Your question is answered in Pydantic’s documentation, specifically:

Keep in mind that pydantic.dataclasses.dataclass is a drop-in replacement for dataclasses.dataclass with validation, not a replacement for pydantic.BaseModel (with a small difference in how initialization hooks work). There are cases where subclassing pydantic.BaseModel is the better choice.

For more information and discussion see samuelcolvin/pydantic#710.
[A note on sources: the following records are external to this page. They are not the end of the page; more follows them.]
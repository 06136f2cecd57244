use std::env;
use std::path::PathBuf;
use std::time::Duration;

use crate::display::Bootstrap;
use crate::outcome::Outcome;

pub const DEFAULT_SERVER_URL: &str = "http://127.0.0.1:5000";
const DEFAULT_TIMEOUT_SECS: u64 = 10;

#[derive(Debug, Clone, PartialEq)]
pub struct AppConfig {
    pub server_url: String,
    pub request_timeout: Duration,
    pub log_file: Option<PathBuf>,
    pub session_file: Option<PathBuf>,
    pub bootstrap: Bootstrap,
}

impl Default for AppConfig {
    fn default() -> Self {
        Self {
            server_url: DEFAULT_SERVER_URL.to_string(),
            request_timeout: Duration::from_secs(DEFAULT_TIMEOUT_SECS),
            log_file: None,
            session_file: None,
            bootstrap: Bootstrap::default(),
        }
    }
}

impl AppConfig {
    /// Loads `.env.local` then `.env` (neither is required) and reads the
    /// `BACCARAT_*` variables on top of the defaults.
    pub fn load() -> Self {
        let _ = dotenvy::from_filename(".env.local");
        let _ = dotenvy::from_filename(".env");
        Self::from_lookup(|key| env::var(key).ok())
    }

    pub fn from_lookup(lookup: impl Fn(&str) -> Option<String>) -> Self {
        let defaults = Self::default();

        let server_url = lookup("BACCARAT_SERVER_URL")
            .map(|raw| raw.trim().trim_end_matches('/').to_string())
            .filter(|url| !url.is_empty())
            .unwrap_or(defaults.server_url);

        let timeout_secs = lookup("BACCARAT_TIMEOUT_SECS")
            .and_then(|val| val.trim().parse::<u64>().ok())
            .unwrap_or(DEFAULT_TIMEOUT_SECS)
            .max(1);

        let path_var = |key: &str| {
            lookup(key)
                .map(|raw| raw.trim().to_string())
                .filter(|raw| !raw.is_empty())
                .map(PathBuf::from)
        };
        let log_file = path_var("BACCARAT_LOG_FILE");
        let session_file = path_var("BACCARAT_SESSION_FILE");

        let bootstrap = Bootstrap {
            prediction: lookup("BACCARAT_BOOT_PREDICTION")
                .and_then(|raw| Outcome::from_code(&raw))
                .unwrap_or(defaults.bootstrap.prediction),
            opposite: lookup("BACCARAT_BOOT_OPPOSITE")
                .and_then(|raw| Outcome::from_code(&raw))
                .unwrap_or(defaults.bootstrap.opposite),
            confidence: lookup("BACCARAT_BOOT_CONFIDENCE")
                .and_then(|raw| raw.trim().parse::<f64>().ok())
                .filter(|c| c.is_finite()),
        };

        Self {
            server_url,
            request_timeout: Duration::from_secs(timeout_secs),
            log_file,
            session_file,
            bootstrap,
        }
    }
}
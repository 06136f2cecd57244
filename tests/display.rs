use baccarat_terminal::display::{
    Bootstrap, DEFAULT_CONFIDENCE, DisplayView, OUTCOME_BOX_CLASS, initialize, predicted_width,
    render_history, render_prediction,
};
use baccarat_terminal::outcome::Outcome;

fn approx(a: f64, b: f64) -> bool {
    (a - b).abs() < 1e-9
}

#[test]
fn non_tie_width_tracks_confidence_inside_band() {
    for step in 0..=100 {
        let c = step as f64 / 100.0;
        for predicted in [Outcome::Player, Outcome::Banker] {
            let mut view = DisplayView::new();
            render_prediction(&mut view, predicted, Outcome::Tie, c);

            let expected = (c * 100.0).clamp(40.0, 80.0);
            assert!(approx(view.prediction_bar.width_pct, expected), "c={c}");
            assert_eq!(
                view.prediction_bar.width_pct + view.opposite_bar.width_pct,
                100.0,
                "c={c}"
            );
        }
    }
}

#[test]
fn out_of_range_confidence_stays_in_band() {
    assert_eq!(predicted_width(Outcome::Banker, -3.0), 40.0);
    assert_eq!(predicted_width(Outcome::Banker, 7.5), 80.0);
    assert_eq!(predicted_width(Outcome::Player, f64::INFINITY), 80.0);
    assert_eq!(predicted_width(Outcome::Player, f64::NEG_INFINITY), 40.0);
    assert_eq!(predicted_width(Outcome::Player, f64::NAN), 40.0);
}

#[test]
fn tie_prediction_uses_fixed_split() {
    for c in [0.0, 0.1, 0.6, 0.99, 5.0] {
        let mut view = DisplayView::new();
        render_prediction(&mut view, Outcome::Tie, Outcome::Banker, c);
        assert_eq!(view.prediction_bar.width_pct, 25.0);
        assert_eq!(view.opposite_bar.width_pct, 75.0);
    }
}

#[test]
fn bars_carry_base_and_background_classes() {
    let mut view = DisplayView::new();
    render_prediction(&mut view, Outcome::Banker, Outcome::Player, 0.72);
    assert_eq!(view.prediction_bar.classes(), vec!["prediction-bar", "banker-bg"]);
    assert_eq!(view.opposite_bar.classes(), vec!["opposite-bar", "player-bg"]);

    // A second render must not leave the previous background behind.
    render_prediction(&mut view, Outcome::Tie, Outcome::Banker, 0.72);
    assert_eq!(view.prediction_bar.classes(), vec!["prediction-bar", "tie-bg"]);
    assert!(!view.prediction_bar.has_class("banker-bg"));
    assert_eq!(view.opposite_bar.classes(), vec!["opposite-bar", "banker-bg"]);
}

#[test]
fn render_prediction_is_idempotent() {
    let mut once = DisplayView::new();
    render_prediction(&mut once, Outcome::Player, Outcome::Banker, 0.66);

    let mut twice = once.clone();
    render_prediction(&mut twice, Outcome::Player, Outcome::Banker, 0.66);
    assert_eq!(once, twice);
}

#[test]
fn history_markers_follow_input_order() {
    let history = [Outcome::Banker, Outcome::Player, Outcome::Tie, Outcome::Banker];
    let mut view = DisplayView::new();
    render_history(&mut view, &history);

    assert_eq!(view.history.len(), history.len());
    for (marker, outcome) in view.history.iter().zip(history) {
        assert_eq!(marker.text(), outcome.code());
        assert_eq!(marker.classes(), [OUTCOME_BOX_CLASS, outcome.bg_class()]);
    }
    assert_eq!(view.history_codes(), vec!["B", "P", "T", "B"]);
}

#[test]
fn render_history_replaces_previous_markers() {
    let mut view = DisplayView::new();
    render_history(&mut view, &[Outcome::Player, Outcome::Player, Outcome::Player]);
    render_history(&mut view, &[Outcome::Tie]);
    assert_eq!(view.history_codes(), vec!["T"]);

    render_history(&mut view, &[]);
    assert!(view.history.is_empty());
}

#[test]
fn initialize_defaults_confidence() {
    let mut view = DisplayView::new();
    initialize(&mut view, &Bootstrap::default());
    assert_eq!(view.prediction_bar.background, Some(Outcome::Banker));
    assert_eq!(view.opposite_bar.background, Some(Outcome::Player));
    assert!(approx(view.prediction_bar.width_pct, DEFAULT_CONFIDENCE * 100.0));
    assert!(approx(view.opposite_bar.width_pct, 40.0));
}

#[test]
fn initialize_prefers_explicit_confidence() {
    let mut view = DisplayView::new();
    let boot = Bootstrap {
        prediction: Outcome::Player,
        opposite: Outcome::Banker,
        confidence: Some(0.75),
    };
    initialize(&mut view, &boot);
    assert!(approx(view.prediction_bar.width_pct, 75.0));
}

#[test]
fn bootstrap_infers_outcomes_from_bar_classes() {
    let boot = Bootstrap::from_bar_classes(
        &["prediction-bar", "banker-bg"],
        &["opposite-bar", "player-bg"],
    );
    assert_eq!(boot.prediction, Outcome::Banker);
    assert_eq!(boot.opposite, Outcome::Player);
    assert_eq!(boot.confidence, None);

    let unstyled = Bootstrap::from_bar_classes(&["prediction-bar"], &[]);
    assert_eq!(unstyled.prediction, Outcome::Tie);
    assert_eq!(unstyled.opposite, Outcome::Tie);
}

#[test]
fn bootstrap_from_view_round_trips_rendered_outcomes() {
    let mut view = DisplayView::new();
    render_prediction(&mut view, Outcome::Player, Outcome::Banker, 0.9);
    let boot = Bootstrap::from_view(&view);
    assert_eq!(boot.prediction, Outcome::Player);
    assert_eq!(boot.opposite, Outcome::Banker);
}

#[test]
fn text_dump_lists_history_and_bars() {
    let mut view = DisplayView::new();
    render_history(&mut view, &[Outcome::Banker, Outcome::Player]);
    render_prediction(&mut view, Outcome::Banker, Outcome::Player, 0.72);
    let text = view.to_text();
    assert!(text.contains("history-display: B P"));
    assert!(text.contains("prediction-bar: 72.0% [prediction-bar banker-bg]"));
    assert!(text.contains("opposite-bar: 28.0% [opposite-bar player-bg]"));
}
The discussion link will give you some of the context you are looking for. In general, Pydantic’s BaseModel implementation is not bound to behave the same as Python’s dataclass implementation. The example cited in the issue above is one good example:

from pydantic import BaseModel
from pydantic.dataclasses import dataclass
from typing import List

@dataclass
class A:
    x: List[int] = []

# Above definition with a default of `[]` will result in:
#   ValueError: mutable default <class 'list'> for field x is not allowed: use default_factory
# If you resolve this, the output will read as in the comments below.

class B(BaseModel):
    x: List[int] = []

print(A(x=[1, 2]), A(x=[3, 4])) # Output: A(x=[1, 2]) A(x=[3, 4])
print(B(x=[1, 2]), B(x=[3, 4])) # Output: x=[1, 2] x=[3, 4]

If what you want first and foremost is dataclass behavior and then to simply augment it with some Pydantic validation features, the pydantic.dataclasses.dataclass approach may be what you want. Otherwise, BaseModel is probably what you want.